__Task to complete__: Copy, word for word, the lines of the entries below between the one with "let (s2, events) = apply(&s, Command::Start);" and the one with "let (s2, _) = apply(&s, Command::Click", inclusive, and leave out everything else.

__Data supplied__:
use crossterm::event::{KeyCode, KeyEvent, KeyModifiers};

use alien_invasion::compute::init_state;
use alien_invasion::config::AppConfig;
use alien_invasion::controller::*;
use alien_invasion::entities::*;
use alien_invasion::game_stats::ScoreEntry;
use alien_invasion::input::*;
use alien_invasion::scoreboard::{format_score, Scoreboard};
use alien_invasion::settings::Settings;

fn idle_state() -> GameState {
    init_state(Settings::with_screen(80.0, 24.0), 0)
}

fn game_over_state(score: u32) -> GameState {
    let mut s = idle_state();
    s.stats.game_over = true;
    s.stats.ships_left = 0;
    s.stats.score = score;
    s
}

fn key(code: KeyCode) -> KeyEvent {
    KeyEvent::new(code, KeyModifiers::NONE)
}

// ── controller ────────────────────────────────────────────────────────────────

#[test]
fn move_commands_set_intent_flags() {
    let s = idle_state();
    let (s2, _) = apply(&s, Command::SetMoveLeft(true));
    assert!(s2.ship.moving_left);
    let (s3, _) = apply(&s2, Command::SetMoveRight(true));
    assert!(s3.ship.moving_right);
    let (s4, _) = apply(&s3, Command::SetMoveLeft(false));
    assert!(!s4.ship.moving_left);
    assert!(s4.ship.moving_right);
}

#[test]
fn start_only_from_idle() {
    let s = idle_state();
    let (s2, events) = apply(&s, Command::Start);
    assert_eq!(s2.phase(), Phase::Active);
    assert_eq!(events, vec![GameEvent::GameStarted]);

    // A second start mid-game changes nothing
    let mut playing = s2.clone();
    playing.stats.score = 300;
    let (s3, events) = apply(&playing, Command::Start);
    assert_eq!(s3.stats.score, 300);
    assert!(events.is_empty());

    // Nor does it skip the name prompt
    let (s4, _) = apply(&game_over_state(10), Command::Start);
    assert_eq!(s4.phase(), Phase::GameOver);
}

#[test]
fn clicking_play_button_starts_game() {
    let s = idle_state();
    let (s2, _) = apply(&s, Command::Click { x: 40, y: 11 });
    assert_eq!(s2.phase(), Phase::Active);
    assert!(!s2.pointer_visible);
}

#[test]
fn clicking_elsewhere_does_nothing() {
    let s = idle_state();
    let (s2, events) = apply(&s, Command::Click { x: 2, y: 2 });
    assert_eq!(s2.phase(), Phase::Idle);
    assert!(events.is_empty());
}

#[test]
fn fire_command_adds_bullet_while_active() {
    let (s, _) = apply(&idle_state(), Command::Start);
    let (s2, events) = apply(&s, Command::Fire);
    assert_eq!(s2.bullets.len(), 1);
    assert_eq!(events, vec![GameEvent::BulletFired]);
}

#[test]
fn typing_only_reaches_name_prompt() {
    let (s, _) = apply(&idle_state(), Command::TypeChar('x'));
    assert!(s.name_input.is_empty());

    let mut s = game_over_state(10);
    for ch in "Ada".chars() {
        s = apply(&s, Command::TypeChar(ch)).0;
    }
    assert_eq!(s.name_input, "Ada");
    s = apply(&s, Command::Backspace).0;
    assert_eq!(s.name_input, "Ad");
}

#[test]
fn name_is_capped_at_fifteen_chars() {
    let mut s = game_over_state(10);
    for _ in 0..20 {
        s = apply(&s, Command::TypeChar('z')).0;
    }
    assert_eq!(s.name_input.chars().count(), 15);
}

#[test]
fn confirm_saves_entry_and_returns_to_idle() {
    let mut s = game_over_state(1230);
    s.name_input = "Grace ".to_string();
    let (s2, events) = apply(&s, Command::Confirm);

    let entry = ScoreEntry {
        name: "Grace".to_string(),
        score: 1230,
    };
    assert_eq!(events, vec![GameEvent::ScoreConfirmed(entry.clone())]);
    assert_eq!(s2.phase(), Phase::Idle);
    assert!(s2.pointer_visible);
    assert!(s2.name_input.is_empty());
    assert_eq!(s2.last_entry, Some(entry));
}

#[test]
fn confirm_outside_prompt_is_ignored() {
    let (s, events) = apply(&idle_state(), Command::Confirm);
    assert_eq!(s.phase(), Phase::Idle);
    assert!(events.is_empty());
}

// ── input mapping ─────────────────────────────────────────────────────────────

#[test]
fn keys_map_by_phase() {
    assert_eq!(map_key(Phase::Idle, &key(KeyCode::Char('q'))), Some(KeyAction::Quit));
    assert_eq!(map_key(Phase::Active, &key(KeyCode::Esc)), Some(KeyAction::Quit));
    assert_eq!(
        map_key(Phase::Active, &key(KeyCode::Char(' '))),
        Some(KeyAction::Command(Command::Fire))
    );
    assert_eq!(
        map_key(Phase::Idle, &key(KeyCode::Char('p'))),
        Some(KeyAction::Command(Command::Start))
    );
    assert_eq!(map_key(Phase::Active, &key(KeyCode::Char('p'))), None);
    assert_eq!(map_key(Phase::Active, &key(KeyCode::Left)), None);
}

#[test]
fn name_prompt_captures_letters() {
    assert_eq!(
        map_key(Phase::GameOver, &key(KeyCode::Char('q'))),
        Some(KeyAction::Command(Command::TypeChar('q')))
    );
    assert_eq!(
        map_key(Phase::GameOver, &key(KeyCode::Enter)),
        Some(KeyAction::Command(Command::Confirm))
    );
    assert_eq!(
        map_key(Phase::GameOver, &key(KeyCode::Backspace)),
        Some(KeyAction::Command(Command::Backspace))
    );
    assert_eq!(map_key(Phase::GameOver, &key(KeyCode::Esc)), Some(KeyAction::Quit));
}

#[test]
fn ctrl_c_always_quits() {
    let ctrl_c = KeyEvent::new(KeyCode::Char('c'), KeyModifiers::CONTROL);
    for phase in [Phase::Idle, Phase::Active, Phase::GameOver] {
        assert_eq!(map_key(phase, &ctrl_c), Some(KeyAction::Quit));
    }
}

#[test]
fn held_key_expires_after_window() {
    let mut held = KeyHold::new();
    held.press(KeyCode::Left, 10);
    assert!(held.is_held(&KeyCode::Left, 10));
    assert!(held.is_held(&KeyCode::Left, 10 + HOLD_WINDOW));
    assert!(!held.is_held(&KeyCode::Left, 11 + HOLD_WINDOW));
    assert!(held.any_held(&LEFT_KEYS, 12));
    assert!(!held.any_held(&RIGHT_KEYS, 12));
}

#[test]
fn released_key_is_dropped_immediately() {
    let mut held = KeyHold::new();
    held.press(KeyCode::Char('d'), 3);
    assert!(held.any_held(&RIGHT_KEYS, 3));
    held.release(KeyCode::Char('d'));
    assert!(!held.any_held(&RIGHT_KEYS, 3));
}

// ── scoreboard ────────────────────────────────────────────────────────────────

#[test]
fn score_is_rounded_and_grouped() {
    assert_eq!(format_score(0), "0");
    assert_eq!(format_score(990), "990");
    assert_eq!(format_score(1234), "1,230");
    assert_eq!(format_score(1235), "1,240");
    assert_eq!(format_score(1_234_567), "1,234,570");
}

#[test]
fn scoreboard_reflects_stats() {
    let mut s = idle_state();
    s.stats.score = 1500;
    s.stats.high_score = 20000;
    s.stats.level = 3;
    s.stats.ships_left = 2;
    let board = Scoreboard::from_stats(&s.stats);
    assert_eq!(board.score, "1,500");
    assert_eq!(board.high_score, "Hi 20,000");
    assert_eq!(board.level, "Level 3");
    assert_eq!(board.ships, 2);
}

// ── configuration ─────────────────────────────────────────────────────────────

#[test]
fn config_overrides_merge_with_defaults() {
    let config = AppConfig::from_toml_str(
        r#"
        scores_path = "scores.log"

        [settings]
        ship_limit = 5
        base_alien_points = 10
        "#,
    )
    .unwrap();
    assert_eq!(config.scores_path.to_str(), Some("scores.log"));
    assert_eq!(config.high_score_path.to_str(), Some("high_score.txt"));
    assert_eq!(config.settings.ship_limit, 5);
    assert_eq!(config.settings.bullets_allowed, 3);
    assert_eq!(config.settings.alien_points, 10);
}

#[test]
fn config_rejects_malformed_toml() {
    assert!(AppConfig::from_toml_str("settings = [").is_err());
    assert!(AppConfig::from_toml_str("[settings]\nship_limit = \"many\"").is_err());
}

#[test]
fn config_rejects_aliens_too_big_for_a_fleet() {
    let err = AppConfig::from_toml_str("[settings]\nalien_width = 30.0").unwrap_err();
    assert!(format!("{err:#}").contains("no room for a fleet"));
    assert!(AppConfig::from_toml_str("[settings]\nalien_height = 9.0").is_err());
}

#[test]
fn config_rejects_non_positive_sizes_and_zero_bullets() {
    assert!(AppConfig::from_toml_str("[settings]\nalien_width = 0.0").is_err());
    assert!(AppConfig::from_toml_str("[settings]\nbullet_height = -1.0").is_err());
    assert!(AppConfig::from_toml_str("[settings]\nbullets_allowed = 0").is_err());
}

#[test]
fn default_config_fits_the_smallest_terminal() {
    assert!(AppConfig::from_toml_str("").is_ok());
}

#[test]
fn missing_config_file_gives_defaults() {
    let dir = tempfile::tempdir().unwrap();
    let config = AppConfig::load(&dir.path().join("absent.toml")).unwrap();
    assert_eq!(config, AppConfig::default());
}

__Result__:
    let (s2, events) = apply(&s, Command::Start);
    assert_eq!(s2.phase(), Phase::Active);
    assert_eq!(events, vec![GameEvent::GameStarted]);

    // A second start mid-game changes nothing
    let mut playing = s2.clone();
    playing.stats.score = 300;
    let (s3, events) = apply(&playing, Command::Start);
    assert_eq!(s3.stats.score, 300);
    assert!(events.is_empty());

    // Nor does it skip the name prompt
    let (s4, _) = apply(&game_over_state(10), Command::Start);
    assert_eq!(s4.phase(), Phase::GameOver);
}

#[test]
fn clicking_play_button_starts_game() {
    let s = idle_state();
    let (s2, _) = apply(&s, Command::Click { x: 40, y: 11 });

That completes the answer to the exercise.